## Data for the task

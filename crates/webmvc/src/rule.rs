//! Pluggable rule checks for parameter values.

use crate::value::Value;
use regex::Regex;
use std::collections::HashMap;
use std::fmt::{Debug, Formatter};
use std::sync::RwLock;
use tracing::warn;

/// Evaluates a named rule expression against a bound value.
#[cfg_attr(test, mockall::automock)]
pub trait RuleChecker: Send + Sync {
    fn exec(&self, rule: &str, value: &Value) -> bool;
}

/// Treats every rule as a regular expression that must match the whole textual value.
///
/// Compiled expressions are cached by rule text. A rule that does not compile fails every check.
#[derive(Debug, Default)]
pub struct RegexRuleChecker {
    cache: RwLock<HashMap<String, Option<Regex>>>,
}

impl RegexRuleChecker {
    pub fn new() -> Self {
        Self::default()
    }

    fn with_regex<F: FnOnce(&Regex) -> bool>(&self, rule: &str, f: F) -> bool {
        if let Ok(cache) = self.cache.read()
            && let Some(compiled) = cache.get(rule)
        {
            return compiled.as_ref().is_some_and(f);
        }

        let compiled = match Regex::new(&format!("^(?:{rule})$")) {
            Ok(regex) => Some(regex),
            Err(e) => {
                warn!(rule, cause = %e, "invalid rule expression");
                None
            }
        };
        let matched = compiled.as_ref().is_some_and(f);
        if let Ok(mut cache) = self.cache.write() {
            cache.insert(rule.to_string(), compiled);
        }
        matched
    }
}

impl RuleChecker for RegexRuleChecker {
    fn exec(&self, rule: &str, value: &Value) -> bool {
        match value.to_text() {
            Some(text) => self.with_regex(rule, |regex| regex.is_match(&text)),
            None => false,
        }
    }
}

pub struct FnRuleChecker<F> {
    f: F,
}

impl<F> Debug for FnRuleChecker<F> {
    fn fmt(&self, f: &mut Formatter<'_>) -> std::fmt::Result {
        f.debug_struct("FnRuleChecker").finish_non_exhaustive()
    }
}

impl<F> RuleChecker for FnRuleChecker<F>
where
    F: Fn(&str, &Value) -> bool + Send + Sync,
{
    fn exec(&self, rule: &str, value: &Value) -> bool {
        (self.f)(rule, value)
    }
}

/// Adapts a closure into a [`RuleChecker`].
pub fn fn_rule<F>(f: F) -> FnRuleChecker<F>
where
    F: Fn(&str, &Value) -> bool + Send + Sync,
{
    FnRuleChecker { f }
}

#[cfg(test)]
mod tests {
    use super::*;

    #[test]
    fn regex_must_match_whole_value() {
        let checker = RegexRuleChecker::new();
        assert!(checker.exec("[0-9]+", &Value::Str("2026".into())));
        assert!(!checker.exec("[0-9]+", &Value::Str("v2026".into())));
        assert!(checker.exec("a|b", &Value::Str("b".into())));
    }

    #[test]
    fn regex_checks_numbers_by_their_text() {
        let checker = RegexRuleChecker::new();
        assert!(checker.exec("\\d{2}", &Value::Int(42)));
        assert!(!checker.exec("\\d{2}", &Value::Int(420)));
    }

    #[test]
    fn invalid_regex_fails_the_check() {
        let checker = RegexRuleChecker::new();
        assert!(!checker.exec("(", &Value::Str("(".into())));
        // cached failure is stable
        assert!(!checker.exec("(", &Value::Str("(".into())));
    }

    #[test]
    fn values_without_text_fail() {
        let checker = RegexRuleChecker::new();
        assert!(!checker.exec(".*", &Value::List(vec![])));
    }

    #[test]
    fn closure_rules() {
        let checker = fn_rule(|rule, value| rule == "even" && value.as_i64().is_some_and(|n| n % 2 == 0));
        assert!(checker.exec("even", &Value::Int(4)));
        assert!(!checker.exec("even", &Value::Int(3)));
        assert!(!checker.exec("odd", &Value::Int(4)));
    }
}
//! Route registry: maps a request path and method to a handler method.
//!
//! Controllers are collected by a [`RouterBuilder`]; [`RouterBuilder::build`] resolves every
//! route's method set and content type, rejects duplicates and parameter types the
//! converter cannot produce, and produces an immutable [`Router`].

mod controller;
pub mod filter;

pub use controller::{Controller, HandlerDescriptor, RouteDefinition};

use crate::config::AppConfig;
use crate::convert::TypeConverter;
use crate::error::RegistryError;
use crate::handler::RequestHandler;
use crate::param::{DeclaredType, ParamSpec, TypeClass};
use crate::request::{PathParams, RequestContext};
use filter::{Filter, any_filter, method_filter, true_filter};
use http::Method;
use std::fmt::{Debug, Formatter};
use tracing::{debug, info};

type RouterFilter = dyn Filter + Send + Sync + 'static;
type InnerRouter<T> = matchit::Router<T>;

/// Main router structure that handles HTTP request routing
pub struct Router {
    inner_router: InnerRouter<Vec<RouterItem>>,
    len: usize,
}

/// A router item containing a filter and the route it guards
pub struct RouterItem {
    filter: Box<RouterFilter>,
    methods: MethodSet,
    route: Route,
}

/// A registered handler method with everything needed to dispatch to it
pub struct Route {
    path: String,
    descriptor: HandlerDescriptor,
    content_type: String,
    params: Vec<ParamSpec>,
    handler: Box<dyn RequestHandler>,
}

/// The methods a route answers to.
#[derive(Debug, Clone, PartialEq, Eq)]
pub enum MethodSet {
    Any,
    Only(Vec<Method>),
}

impl MethodSet {
    /// Resolves the declared methods of a handler.
    ///
    /// With strict methods, an empty declaration means `GET` and `POST`. Otherwise anything
    /// but exactly one declared method matches every method.
    pub fn resolve(declared: &[Method], strict_methods: bool) -> Self {
        if strict_methods {
            if declared.is_empty() {
                MethodSet::Only(vec![Method::GET, Method::POST])
            } else {
                MethodSet::Only(declared.to_vec())
            }
        } else if declared.len() == 1 {
            MethodSet::Only(declared.to_vec())
        } else {
            MethodSet::Any
        }
    }

    pub fn contains(&self, method: &Method) -> bool {
        match self {
            MethodSet::Any => true,
            MethodSet::Only(methods) => methods.contains(method),
        }
    }

    /// A method both sets answer to, `None` as the method when both match any.
    fn overlap<'a>(&'a self, other: &'a MethodSet) -> Option<Option<&'a Method>> {
        match (self, other) {
            (MethodSet::Any, MethodSet::Any) => Some(None),
            (MethodSet::Any, MethodSet::Only(methods)) | (MethodSet::Only(methods), MethodSet::Any) => {
                methods.first().map(Some)
            }
            (MethodSet::Only(methods), MethodSet::Only(others)) => {
                methods.iter().find(|m| others.contains(m)).map(Some)
            }
        }
    }

    fn filter(&self) -> Box<RouterFilter> {
        match self {
            MethodSet::Any => Box::new(true_filter()),
            MethodSet::Only(methods) if methods.len() == 1 => Box::new(method_filter(methods[0].clone())),
            MethodSet::Only(methods) => {
                let mut filter = any_filter();
                for method in methods {
                    filter.or(method_filter(method.clone()));
                }
                Box::new(filter)
            }
        }
    }
}

/// Result of matching a route, containing matched items and path parameters
pub struct RouteResult<'router> {
    router_items: &'router [RouterItem],
    params: PathParams,
}

impl Router {
    /// Creates a new router builder
    pub fn builder() -> RouterBuilder {
        RouterBuilder::new()
    }

    /// Matches a path against the router's routes
    ///
    /// Returns a `RouteResult` containing matched handlers and path parameters
    ///
    /// # Arguments
    /// * `path` - The path to match against
    pub fn at(&self, path: &str) -> RouteResult<'_> {
        self.inner_router
            .at(path)
            .map(|matched| RouteResult { router_items: matched.value.as_slice(), params: matched.params.into() })
            .unwrap_or_else(|e| {
                debug!(path, cause = %e, "no route matched");
                RouteResult::empty()
            })
    }

    /// Number of registered routes
    pub fn len(&self) -> usize {
        self.len
    }

    pub fn is_empty(&self) -> bool {
        self.len == 0
    }
}

impl Debug for Router {
    fn fmt(&self, f: &mut Formatter<'_>) -> std::fmt::Result {
        f.debug_struct("Router").field("routes", &self.len).finish_non_exhaustive()
    }
}

impl RouterItem {
    /// Gets the filter for this router item
    pub fn filter(&self) -> &RouterFilter {
        self.filter.as_ref()
    }

    pub fn methods(&self) -> &MethodSet {
        &self.methods
    }

    pub fn route(&self) -> &Route {
        &self.route
    }
}

impl Debug for RouterItem {
    fn fmt(&self, f: &mut Formatter<'_>) -> std::fmt::Result {
        f.debug_struct("RouterItem").field("methods", &self.methods).field("route", &self.route).finish_non_exhaustive()
    }
}

impl Route {
    /// The full path, controller prefix included
    pub fn path(&self) -> &str {
        &self.path
    }

    pub fn descriptor(&self) -> &HandlerDescriptor {
        &self.descriptor
    }

    /// The content type responses of this route are rendered as
    pub fn content_type(&self) -> &str {
        &self.content_type
    }

    pub fn params(&self) -> &[ParamSpec] {
        &self.params
    }

    /// Gets the request handler for this route
    pub fn handler(&self) -> &dyn RequestHandler {
        self.handler.as_ref()
    }

    pub fn is_blocking(&self) -> bool {
        self.descriptor.is_blocking()
    }
}

impl Debug for Route {
    fn fmt(&self, f: &mut Formatter<'_>) -> std::fmt::Result {
        f.debug_struct("Route")
            .field("path", &self.path)
            .field("content_type", &self.content_type)
            .field("params", &self.params.len())
            .finish_non_exhaustive()
    }
}

impl<'router> RouteResult<'router> {
    fn empty() -> Self {
        Self { router_items: &[], params: PathParams::empty() }
    }

    /// Returns true if no routes were matched
    #[inline]
    pub fn is_empty(&self) -> bool {
        self.router_items.is_empty()
    }

    /// Gets the path parameters from the matched route
    pub fn params(&self) -> &PathParams {
        &self.params
    }

    pub fn into_params(self) -> PathParams {
        self.params
    }

    /// Gets the matched router items
    pub fn router_items(&self) -> &'router [RouterItem] {
        self.router_items
    }

    /// The first route whose filter accepts the request
    pub fn find(&self, req: &RequestContext) -> Option<&'router Route> {
        self.router_items.iter().find(|item| item.filter.matches(req)).map(RouterItem::route)
    }
}

/// Collects controllers and builds a [`Router`].
pub struct RouterBuilder {
    definitions: Vec<RouteDefinition>,
    config: AppConfig,
}

impl Debug for RouterBuilder {
    fn fmt(&self, f: &mut Formatter<'_>) -> std::fmt::Result {
        f.debug_struct("RouterBuilder").field("definitions", &self.definitions).field("config", &self.config).finish()
    }
}

impl RouterBuilder {
    fn new() -> Self {
        Self { definitions: Vec::new(), config: AppConfig::default() }
    }

    #[must_use]
    pub fn config(mut self, config: AppConfig) -> Self {
        self.config = config;
        self
    }

    #[must_use]
    pub fn controller<C: Send + Sync + 'static>(mut self, controller: Controller<C>) -> Self {
        self.definitions.extend(controller.into_routes());
        self
    }

    /// Builds the router from the accumulated routes
    ///
    /// Fails on a path and method pair registered twice, on an invalid or conflicting path
    /// pattern, and on a parameter whose type `converter` has no parser for.
    pub fn build(self, converter: &TypeConverter) -> Result<Router, RegistryError> {
        let mut grouped: Vec<(String, Vec<RouterItem>)> = Vec::new();
        let len = self.definitions.len();

        for definition in self.definitions {
            check_params(&definition.path, &definition.params, converter)?;

            let methods = MethodSet::resolve(definition.descriptor.get_methods(), self.config.strict_methods());
            let content_type = definition
                .descriptor
                .get_content_type()
                .map_or_else(|| self.config.default_content_type().to_string(), ToString::to_string);

            let index = match grouped.iter().position(|(path, _)| *path == definition.path) {
                Some(index) => index,
                None => {
                    grouped.push((definition.path.clone(), Vec::new()));
                    grouped.len() - 1
                }
            };
            let items = &mut grouped[index].1;

            if let Some(method) = items.iter().find_map(|item| item.methods.overlap(&methods)) {
                return Err(RegistryError::duplicate_route(&definition.path, method));
            }

            info!(
                path = %definition.path,
                methods = ?methods,
                content_type = %content_type,
                blocking = definition.descriptor.is_blocking(),
                "register route"
            );

            items.push(RouterItem {
                filter: methods.filter(),
                methods,
                route: Route {
                    path: definition.path,
                    descriptor: definition.descriptor,
                    content_type,
                    params: definition.params,
                    handler: definition.handler,
                },
            });
        }

        let mut inner_router = InnerRouter::new();
        for (path, items) in grouped {
            inner_router.insert(path.as_str(), items).map_err(|source| RegistryError::InvalidPath { path, source })?;
        }

        Ok(Router { inner_router, len })
    }
}

fn check_params(path: &str, params: &[ParamSpec], converter: &TypeConverter) -> Result<(), RegistryError> {
    for param in params {
        check_type(param.declared_type(), converter, false).map_err(|type_name| RegistryError::UnsupportedType {
            path: path.to_string(),
            param: param.name().to_string(),
            type_name,
        })?;
    }
    Ok(())
}

/// Record fields are assembled as json, so custom registered types are refused inside records.
fn check_type(declared: &DeclaredType, converter: &TypeConverter, in_record: bool) -> Result<(), &'static str> {
    match declared.class() {
        TypeClass::Scalar if !converter.contains(declared.type_id()) => Err(declared.name()),
        TypeClass::Scalar if in_record && converter.is_custom(declared.type_id()) => Err(declared.name()),
        TypeClass::List(item) => check_type(item, converter, in_record),
        TypeClass::Record(record) => {
            record.fields().iter().try_for_each(|field| check_type(field.declared_type(), converter, true))
        }
        _ => Ok(()),
    }
}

## What the task asks
Among the records, find every line holding the word "InnerRouter" and copy it.

## Answer to the problem
type InnerRouter<T> = matchit::Router<T>;
    inner_router: InnerRouter<Vec<RouterItem>>,
        let mut inner_router = InnerRouter::new();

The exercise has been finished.